[Saved data entries]
►

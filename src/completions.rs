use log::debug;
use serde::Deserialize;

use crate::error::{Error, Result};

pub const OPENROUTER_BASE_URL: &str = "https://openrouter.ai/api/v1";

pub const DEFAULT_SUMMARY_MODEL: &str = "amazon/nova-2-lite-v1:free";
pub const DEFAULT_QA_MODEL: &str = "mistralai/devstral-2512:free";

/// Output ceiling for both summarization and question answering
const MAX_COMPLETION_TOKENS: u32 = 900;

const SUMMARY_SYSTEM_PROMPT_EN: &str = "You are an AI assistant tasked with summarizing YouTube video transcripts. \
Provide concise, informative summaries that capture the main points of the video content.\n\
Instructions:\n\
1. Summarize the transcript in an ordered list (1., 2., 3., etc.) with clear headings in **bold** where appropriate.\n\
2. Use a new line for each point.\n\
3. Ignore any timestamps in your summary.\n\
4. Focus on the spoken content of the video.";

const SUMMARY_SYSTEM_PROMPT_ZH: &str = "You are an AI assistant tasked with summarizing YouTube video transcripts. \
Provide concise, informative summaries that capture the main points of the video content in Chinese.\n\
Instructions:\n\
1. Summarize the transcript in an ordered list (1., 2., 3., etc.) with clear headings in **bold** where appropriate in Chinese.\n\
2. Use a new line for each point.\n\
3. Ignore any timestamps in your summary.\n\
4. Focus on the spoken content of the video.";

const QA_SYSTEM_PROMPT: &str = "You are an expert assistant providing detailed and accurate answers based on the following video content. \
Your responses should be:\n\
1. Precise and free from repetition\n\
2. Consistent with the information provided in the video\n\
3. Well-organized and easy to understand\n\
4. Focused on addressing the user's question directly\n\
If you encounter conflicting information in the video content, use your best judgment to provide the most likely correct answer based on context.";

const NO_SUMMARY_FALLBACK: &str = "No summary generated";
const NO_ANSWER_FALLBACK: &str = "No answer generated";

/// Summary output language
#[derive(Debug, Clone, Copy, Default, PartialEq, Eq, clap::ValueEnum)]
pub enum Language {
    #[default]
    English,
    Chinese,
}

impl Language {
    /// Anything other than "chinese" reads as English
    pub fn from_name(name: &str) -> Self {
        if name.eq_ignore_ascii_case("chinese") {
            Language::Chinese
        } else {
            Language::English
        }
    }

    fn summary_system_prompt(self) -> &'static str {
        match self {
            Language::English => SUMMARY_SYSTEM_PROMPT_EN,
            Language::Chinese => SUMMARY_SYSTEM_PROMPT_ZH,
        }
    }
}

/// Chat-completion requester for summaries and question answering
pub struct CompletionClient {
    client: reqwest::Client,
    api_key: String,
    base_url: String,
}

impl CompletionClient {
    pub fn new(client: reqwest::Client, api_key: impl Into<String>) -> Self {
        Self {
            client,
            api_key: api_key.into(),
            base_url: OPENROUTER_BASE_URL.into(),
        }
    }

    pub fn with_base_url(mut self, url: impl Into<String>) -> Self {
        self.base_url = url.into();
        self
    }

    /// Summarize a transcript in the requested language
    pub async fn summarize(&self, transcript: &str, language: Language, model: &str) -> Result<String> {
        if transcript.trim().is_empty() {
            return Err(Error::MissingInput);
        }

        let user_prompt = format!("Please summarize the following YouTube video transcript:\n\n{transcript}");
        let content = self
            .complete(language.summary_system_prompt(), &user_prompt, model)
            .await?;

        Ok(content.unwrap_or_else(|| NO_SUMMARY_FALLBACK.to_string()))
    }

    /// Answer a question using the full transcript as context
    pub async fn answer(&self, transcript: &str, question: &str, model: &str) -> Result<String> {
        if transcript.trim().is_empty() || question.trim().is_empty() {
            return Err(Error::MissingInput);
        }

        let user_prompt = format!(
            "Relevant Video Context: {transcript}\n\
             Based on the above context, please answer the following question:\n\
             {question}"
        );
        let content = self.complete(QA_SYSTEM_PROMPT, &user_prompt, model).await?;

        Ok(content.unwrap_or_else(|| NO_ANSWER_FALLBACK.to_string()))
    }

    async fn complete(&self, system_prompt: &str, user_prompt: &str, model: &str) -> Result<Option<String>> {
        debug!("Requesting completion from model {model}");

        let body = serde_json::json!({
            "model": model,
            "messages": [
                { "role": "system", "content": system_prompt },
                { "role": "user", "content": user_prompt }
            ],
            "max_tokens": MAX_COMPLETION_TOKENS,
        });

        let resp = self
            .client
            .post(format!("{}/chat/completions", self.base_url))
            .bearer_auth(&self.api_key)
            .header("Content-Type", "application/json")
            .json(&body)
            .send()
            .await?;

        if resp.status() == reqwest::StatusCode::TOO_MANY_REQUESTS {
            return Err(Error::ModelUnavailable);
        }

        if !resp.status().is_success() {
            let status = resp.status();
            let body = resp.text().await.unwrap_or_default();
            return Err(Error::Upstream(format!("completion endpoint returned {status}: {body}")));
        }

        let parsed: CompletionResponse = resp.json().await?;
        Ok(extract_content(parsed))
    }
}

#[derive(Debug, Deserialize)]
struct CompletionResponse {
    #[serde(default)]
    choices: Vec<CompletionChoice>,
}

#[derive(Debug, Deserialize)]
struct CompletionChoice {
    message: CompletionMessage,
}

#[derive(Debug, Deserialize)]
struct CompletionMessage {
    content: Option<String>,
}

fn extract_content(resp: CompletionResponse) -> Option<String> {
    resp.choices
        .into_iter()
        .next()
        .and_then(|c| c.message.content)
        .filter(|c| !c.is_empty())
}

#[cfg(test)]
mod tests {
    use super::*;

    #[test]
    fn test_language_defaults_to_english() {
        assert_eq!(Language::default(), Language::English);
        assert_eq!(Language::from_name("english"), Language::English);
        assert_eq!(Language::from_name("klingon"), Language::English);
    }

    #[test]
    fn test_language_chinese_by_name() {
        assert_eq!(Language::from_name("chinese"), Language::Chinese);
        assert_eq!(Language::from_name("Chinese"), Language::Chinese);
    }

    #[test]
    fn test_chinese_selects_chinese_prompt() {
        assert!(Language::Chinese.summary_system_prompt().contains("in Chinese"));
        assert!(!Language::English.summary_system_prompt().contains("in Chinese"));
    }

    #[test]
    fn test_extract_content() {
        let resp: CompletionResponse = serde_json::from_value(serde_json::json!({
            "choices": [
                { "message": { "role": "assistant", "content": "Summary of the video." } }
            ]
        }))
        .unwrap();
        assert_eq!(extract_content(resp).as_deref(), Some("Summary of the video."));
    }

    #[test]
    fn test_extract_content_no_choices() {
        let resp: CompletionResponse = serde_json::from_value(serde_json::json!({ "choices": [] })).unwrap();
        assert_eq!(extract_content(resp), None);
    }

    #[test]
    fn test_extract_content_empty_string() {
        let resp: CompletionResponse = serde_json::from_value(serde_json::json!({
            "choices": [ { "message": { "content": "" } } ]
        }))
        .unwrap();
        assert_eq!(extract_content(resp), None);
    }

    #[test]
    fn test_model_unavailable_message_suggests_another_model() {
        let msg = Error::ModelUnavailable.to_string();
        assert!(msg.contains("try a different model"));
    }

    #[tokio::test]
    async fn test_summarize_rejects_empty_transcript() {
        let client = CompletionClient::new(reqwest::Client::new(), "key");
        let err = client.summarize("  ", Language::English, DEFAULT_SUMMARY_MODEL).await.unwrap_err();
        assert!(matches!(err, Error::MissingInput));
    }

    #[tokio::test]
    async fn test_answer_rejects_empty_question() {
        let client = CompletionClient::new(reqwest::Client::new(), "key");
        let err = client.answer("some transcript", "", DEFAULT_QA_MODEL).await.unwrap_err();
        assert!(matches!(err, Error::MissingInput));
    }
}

◄

Task details — Nothing should be missing: every line above must be reproduced exactly.

Task answer —
filename src/completions.rs
use log::debug;
use serde::Deserialize;

use crate::error::{Error, Result};

pub const OPENROUTER_BASE_URL: &str = "https://openrouter.ai/api/v1";

pub const DEFAULT_SUMMARY_MODEL: &str = "amazon/nova-2-lite-v1:free";
pub const DEFAULT_QA_MODEL: &str = "mistralai/devstral-2512:free";

/// Output ceiling for both summarization and question answering
const MAX_COMPLETION_TOKENS: u32 = 900;

const SUMMARY_SYSTEM_PROMPT_EN: &str = "You are an AI assistant tasked with summarizing YouTube video transcripts. \
Provide concise, informative summaries that capture the main points of the video content.\n\
Instructions:\n\
1. Summarize the transcript in an ordered list (1., 2., 3., etc.) with clear headings in **bold** where appropriate.\n\
2. Use a new line for each point.\n\
3. Ignore any timestamps in your summary.\n\
4. Focus on the spoken content of the video.";

const SUMMARY_SYSTEM_PROMPT_ZH: &str = "You are an AI assistant tasked with summarizing YouTube video transcripts. \
Provide concise, informative summaries that capture the main points of the video content in Chinese.\n\
Instructions:\n\
1. Summarize the transcript in an ordered list (1., 2., 3., etc.) with clear headings in **bold** where appropriate in Chinese.\n\
2. Use a new line for each point.\n\
3. Ignore any timestamps in your summary.\n\
4. Focus on the spoken content of the video.";

const QA_SYSTEM_PROMPT: &str = "You are an expert assistant providing detailed and accurate answers based on the following video content. \
Your responses should be:\n\
1. Precise and free from repetition\n\
2. Consistent with the information provided in the video\n\
3. Well-organized and easy to understand\n\
4. Focused on addressing the user's question directly\n\
If you encounter conflicting information in the video content, use your best judgment to provide the most likely correct answer based on context.";

const NO_SUMMARY_FALLBACK: &str = "No summary generated";
const NO_ANSWER_FALLBACK: &str = "No answer generated";

/// Summary output language
#[derive(Debug, Clone, Copy, Default, PartialEq, Eq, clap::ValueEnum)]
pub enum Language {
    #[default]
    English,
    Chinese,
}

impl Language {
    /// Anything other than "chinese" reads as English
    pub fn from_name(name: &str) -> Self {
        if name.eq_ignore_ascii_case("chinese") {
            Language::Chinese
        } else {
            Language::English
        }
    }

    fn summary_system_prompt(self) -> &'static str {
        match self {
            Language::English => SUMMARY_SYSTEM_PROMPT_EN,
            Language::Chinese => SUMMARY_SYSTEM_PROMPT_ZH,
        }
    }
}

/// Chat-completion requester for summaries and question answering
pub struct CompletionClient {
    client: reqwest::Client,
    api_key: String,
    base_url: String,
}

impl CompletionClient {
    pub fn new(client: reqwest::Client, api_key: impl Into<String>) -> Self {
        Self {
            client,
            api_key: api_key.into(),
            base_url: OPENROUTER_BASE_URL.into(),
        }
    }

    pub fn with_base_url(mut self, url: impl Into<String>) -> Self {
        self.base_url = url.into();
        self
    }

    /// Summarize a transcript in the requested language
    pub async fn summarize(&self, transcript: &str, language: Language, model: &str) -> Result<String> {
        if transcript.trim().is_empty() {
            return Err(Error::MissingInput);
        }

        let user_prompt = format!("Please summarize the following YouTube video transcript:\n\n{transcript}");
        let content = self
            .complete(language.summary_system_prompt(), &user_prompt, model)
            .await?;

        Ok(content.unwrap_or_else(|| NO_SUMMARY_FALLBACK.to_string()))
    }

    /// Answer a question using the full transcript as context
    pub async fn answer(&self, transcript: &str, question: &str, model: &str) -> Result<String> {
        if transcript.trim().is_empty() || question.trim().is_empty() {
            return Err(Error::MissingInput);
        }

        let user_prompt = format!(
            "Relevant Video Context: {transcript}\n\
             Based on the above context, please answer the following question:\n\
             {question}"
        );
        let content = self.complete(QA_SYSTEM_PROMPT, &user_prompt, model).await?;

        Ok(content.unwrap_or_else(|| NO_ANSWER_FALLBACK.to_string()))
    }

    async fn complete(&self, system_prompt: &str, user_prompt: &str, model: &str) -> Result<Option<String>> {
        debug!("Requesting completion from model {model}");

        let body = serde_json::json!({
            "model": model,
            "messages": [
                { "role": "system", "content": system_prompt },
                { "role": "user", "content": user_prompt }
            ],
            "max_tokens": MAX_COMPLETION_TOKENS,
        });

        let resp = self
            .client
            .post(format!("{}/chat/completions", self.base_url))
            .bearer_auth(&self.api_key)
            .header("Content-Type", "application/json")
            .json(&body)
            .send()
            .await?;

        if resp.status() == reqwest::StatusCode::TOO_MANY_REQUESTS {
            return Err(Error::ModelUnavailable);
        }

        if !resp.status().is_success() {
            let status = resp.status();
            let body = resp.text().await.unwrap_or_default();
            return Err(Error::Upstream(format!("completion endpoint returned {status}: {body}")));
        }

        let parsed: CompletionResponse = resp.json().await?;
        Ok(extract_content(parsed))
    }
}

#[derive(Debug, Deserialize)]
struct CompletionResponse {
    #[serde(default)]
    choices: Vec<CompletionChoice>,
}

#[derive(Debug, Deserialize)]
struct CompletionChoice {
    message: CompletionMessage,
}

#[derive(Debug, Deserialize)]
struct CompletionMessage {
    content: Option<String>,
}

fn extract_content(resp: CompletionResponse) -> Option<String> {
    resp.choices
        .into_iter()
        .next()
        .and_then(|c| c.message.content)
        .filter(|c| !c.is_empty())
}

#[cfg(test)]
mod tests {
    use super::*;

    #[test]
    fn test_language_defaults_to_english() {
        assert_eq!(Language::default(), Language::English);
        assert_eq!(Language::from_name("english"), Language::English);
        assert_eq!(Language::from_name("klingon"), Language::English);
    }

    #[test]
    fn test_language_chinese_by_name() {
        assert_eq!(Language::from_name("chinese"), Language::Chinese);
        assert_eq!(Language::from_name("Chinese"), Language::Chinese);
    }

    #[test]
    fn test_chinese_selects_chinese_prompt() {
        assert!(Language::Chinese.summary_system_prompt().contains("in Chinese"));
        assert!(!Language::English.summary_system_prompt().contains("in Chinese"));
    }

    #[test]
    fn test_extract_content() {
        let resp: CompletionResponse = serde_json::from_value(serde_json::json!({
            "choices": [
                { "message": { "role": "assistant", "content": "Summary of the video." } }
            ]
        }))
        .unwrap();
        assert_eq!(extract_content(resp).as_deref(), Some("Summary of the video."));
    }

    #[test]
    fn test_extract_content_no_choices() {
        let resp: CompletionResponse = serde_json::from_value(serde_json::json!({ "choices": [] })).unwrap();
        assert_eq!(extract_content(resp), None);
    }

    #[test]
    fn test_extract_content_empty_string() {
        let resp: CompletionResponse = serde_json::from_value(serde_json::json!({
            "choices": [ { "message": { "content": "" } } ]
        }))
        .unwrap();
        assert_eq!(extract_content(resp), None);
    }

    #[test]
    fn test_model_unavailable_message_suggests_another_model() {
        let msg = Error::ModelUnavailable.to_string();
        assert!(msg.contains("try a different model"));
    }

    #[tokio::test]
    async fn test_summarize_rejects_empty_transcript() {
        let client = CompletionClient::new(reqwest::Client::new(), "key");
        let err = client.summarize("  ", Language::English, DEFAULT_SUMMARY_MODEL).await.unwrap_err();
        assert!(matches!(err, Error::MissingInput));
    }

    #[tokio::test]
    async fn test_answer_rejects_empty_question() {
        let client = CompletionClient::new(reqwest::Client::new(), "key");
        let err = client.answer("some transcript", "", DEFAULT_QA_MODEL).await.unwrap_err();
        assert!(matches!(err, Error::MissingInput));
    }
}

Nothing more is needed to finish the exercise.